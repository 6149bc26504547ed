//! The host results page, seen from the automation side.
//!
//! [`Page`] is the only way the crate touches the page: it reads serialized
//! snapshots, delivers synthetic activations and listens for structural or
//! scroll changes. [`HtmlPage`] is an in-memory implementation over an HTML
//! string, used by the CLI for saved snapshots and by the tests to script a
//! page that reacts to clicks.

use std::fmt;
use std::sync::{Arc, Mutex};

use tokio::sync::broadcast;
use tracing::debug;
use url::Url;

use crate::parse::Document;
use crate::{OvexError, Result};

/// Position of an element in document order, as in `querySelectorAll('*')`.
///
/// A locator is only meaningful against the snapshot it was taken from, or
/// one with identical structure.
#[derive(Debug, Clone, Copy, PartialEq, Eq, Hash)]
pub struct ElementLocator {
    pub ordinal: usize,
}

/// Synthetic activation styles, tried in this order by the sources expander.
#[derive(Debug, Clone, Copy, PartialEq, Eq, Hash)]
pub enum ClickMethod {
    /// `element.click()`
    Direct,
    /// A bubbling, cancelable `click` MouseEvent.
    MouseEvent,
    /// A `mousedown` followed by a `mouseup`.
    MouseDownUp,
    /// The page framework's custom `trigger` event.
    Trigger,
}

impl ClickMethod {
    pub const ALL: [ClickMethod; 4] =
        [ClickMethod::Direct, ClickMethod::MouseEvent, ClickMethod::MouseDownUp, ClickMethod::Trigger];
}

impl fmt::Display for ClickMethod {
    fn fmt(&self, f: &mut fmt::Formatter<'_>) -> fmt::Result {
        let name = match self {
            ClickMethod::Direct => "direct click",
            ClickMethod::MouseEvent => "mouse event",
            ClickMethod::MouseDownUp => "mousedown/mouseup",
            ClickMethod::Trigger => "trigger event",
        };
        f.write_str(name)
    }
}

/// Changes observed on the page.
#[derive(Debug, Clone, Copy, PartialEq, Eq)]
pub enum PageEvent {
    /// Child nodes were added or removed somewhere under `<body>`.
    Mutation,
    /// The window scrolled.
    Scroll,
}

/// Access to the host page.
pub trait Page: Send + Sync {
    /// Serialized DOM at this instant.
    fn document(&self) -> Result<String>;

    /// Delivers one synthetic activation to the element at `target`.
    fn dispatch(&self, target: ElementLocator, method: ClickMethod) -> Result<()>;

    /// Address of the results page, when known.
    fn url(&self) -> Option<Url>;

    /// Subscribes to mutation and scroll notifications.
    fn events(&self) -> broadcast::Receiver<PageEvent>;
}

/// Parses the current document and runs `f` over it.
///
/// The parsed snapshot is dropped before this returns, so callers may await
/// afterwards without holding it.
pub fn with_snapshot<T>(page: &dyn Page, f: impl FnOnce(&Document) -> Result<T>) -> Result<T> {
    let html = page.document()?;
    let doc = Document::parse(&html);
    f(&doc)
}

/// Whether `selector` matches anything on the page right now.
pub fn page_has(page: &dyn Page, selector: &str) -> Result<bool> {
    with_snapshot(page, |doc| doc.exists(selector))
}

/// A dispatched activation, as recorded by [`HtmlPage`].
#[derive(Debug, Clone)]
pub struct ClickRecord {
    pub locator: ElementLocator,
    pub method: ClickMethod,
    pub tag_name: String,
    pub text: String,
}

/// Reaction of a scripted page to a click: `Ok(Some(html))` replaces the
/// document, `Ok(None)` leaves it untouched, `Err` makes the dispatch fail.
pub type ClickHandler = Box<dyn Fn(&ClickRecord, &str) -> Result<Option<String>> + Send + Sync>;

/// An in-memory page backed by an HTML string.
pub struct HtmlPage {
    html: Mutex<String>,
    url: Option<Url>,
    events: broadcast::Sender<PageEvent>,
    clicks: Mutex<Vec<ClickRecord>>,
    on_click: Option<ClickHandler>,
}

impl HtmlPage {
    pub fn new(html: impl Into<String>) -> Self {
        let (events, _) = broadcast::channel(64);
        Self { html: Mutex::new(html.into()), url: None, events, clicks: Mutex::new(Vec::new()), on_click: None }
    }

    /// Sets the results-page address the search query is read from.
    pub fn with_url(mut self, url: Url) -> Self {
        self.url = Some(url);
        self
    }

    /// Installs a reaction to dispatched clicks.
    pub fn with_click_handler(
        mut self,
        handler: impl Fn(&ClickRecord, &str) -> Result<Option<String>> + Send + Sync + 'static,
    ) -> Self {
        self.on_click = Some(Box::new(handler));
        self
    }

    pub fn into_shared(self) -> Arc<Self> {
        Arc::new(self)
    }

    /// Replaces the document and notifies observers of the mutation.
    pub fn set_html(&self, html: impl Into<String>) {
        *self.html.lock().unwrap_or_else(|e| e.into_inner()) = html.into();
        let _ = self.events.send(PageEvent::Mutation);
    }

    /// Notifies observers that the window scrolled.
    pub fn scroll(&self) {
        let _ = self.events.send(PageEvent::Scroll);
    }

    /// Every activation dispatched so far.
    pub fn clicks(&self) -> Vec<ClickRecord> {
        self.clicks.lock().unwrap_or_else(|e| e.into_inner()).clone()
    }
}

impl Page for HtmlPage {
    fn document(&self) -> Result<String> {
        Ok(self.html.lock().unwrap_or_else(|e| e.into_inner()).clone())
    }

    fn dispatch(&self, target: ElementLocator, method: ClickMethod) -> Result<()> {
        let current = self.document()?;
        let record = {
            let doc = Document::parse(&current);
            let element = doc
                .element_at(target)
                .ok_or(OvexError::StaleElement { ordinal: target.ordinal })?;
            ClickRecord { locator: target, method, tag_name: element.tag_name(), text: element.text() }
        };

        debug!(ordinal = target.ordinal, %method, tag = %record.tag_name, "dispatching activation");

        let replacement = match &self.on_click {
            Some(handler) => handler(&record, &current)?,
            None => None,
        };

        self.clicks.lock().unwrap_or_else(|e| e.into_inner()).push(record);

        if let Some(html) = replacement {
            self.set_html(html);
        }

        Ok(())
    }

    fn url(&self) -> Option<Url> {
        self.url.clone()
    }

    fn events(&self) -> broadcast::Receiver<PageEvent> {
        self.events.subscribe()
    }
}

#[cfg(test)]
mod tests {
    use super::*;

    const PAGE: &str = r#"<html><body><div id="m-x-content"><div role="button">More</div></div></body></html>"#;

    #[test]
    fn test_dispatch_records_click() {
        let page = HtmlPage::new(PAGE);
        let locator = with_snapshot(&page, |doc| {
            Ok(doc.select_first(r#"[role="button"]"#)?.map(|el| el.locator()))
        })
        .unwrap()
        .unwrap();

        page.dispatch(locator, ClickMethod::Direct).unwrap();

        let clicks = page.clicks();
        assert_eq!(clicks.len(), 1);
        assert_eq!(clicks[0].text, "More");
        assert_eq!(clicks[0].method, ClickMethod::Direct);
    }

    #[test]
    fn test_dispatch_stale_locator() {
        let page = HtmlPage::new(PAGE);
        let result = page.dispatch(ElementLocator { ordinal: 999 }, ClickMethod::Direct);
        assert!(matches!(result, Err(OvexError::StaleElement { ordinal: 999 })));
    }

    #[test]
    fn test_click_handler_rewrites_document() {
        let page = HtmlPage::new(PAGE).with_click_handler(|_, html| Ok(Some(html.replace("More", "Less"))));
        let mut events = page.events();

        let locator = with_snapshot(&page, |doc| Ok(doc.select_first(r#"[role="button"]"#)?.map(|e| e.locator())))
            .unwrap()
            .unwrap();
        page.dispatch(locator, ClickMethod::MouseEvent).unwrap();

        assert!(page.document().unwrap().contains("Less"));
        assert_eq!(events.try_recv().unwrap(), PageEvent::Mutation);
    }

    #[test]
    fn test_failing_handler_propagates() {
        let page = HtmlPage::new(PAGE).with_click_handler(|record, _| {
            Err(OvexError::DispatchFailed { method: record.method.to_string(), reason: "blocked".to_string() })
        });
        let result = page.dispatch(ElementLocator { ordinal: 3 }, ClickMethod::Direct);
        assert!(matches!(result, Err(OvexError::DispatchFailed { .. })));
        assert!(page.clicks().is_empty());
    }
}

§ §

**What you will do**. Copy all lines of the listing above that contain the string "mouseup".

**Finished exercise**.
    /// A `mousedown` followed by a `mouseup`.
            ClickMethod::MouseDownUp => "mousedown/mouseup",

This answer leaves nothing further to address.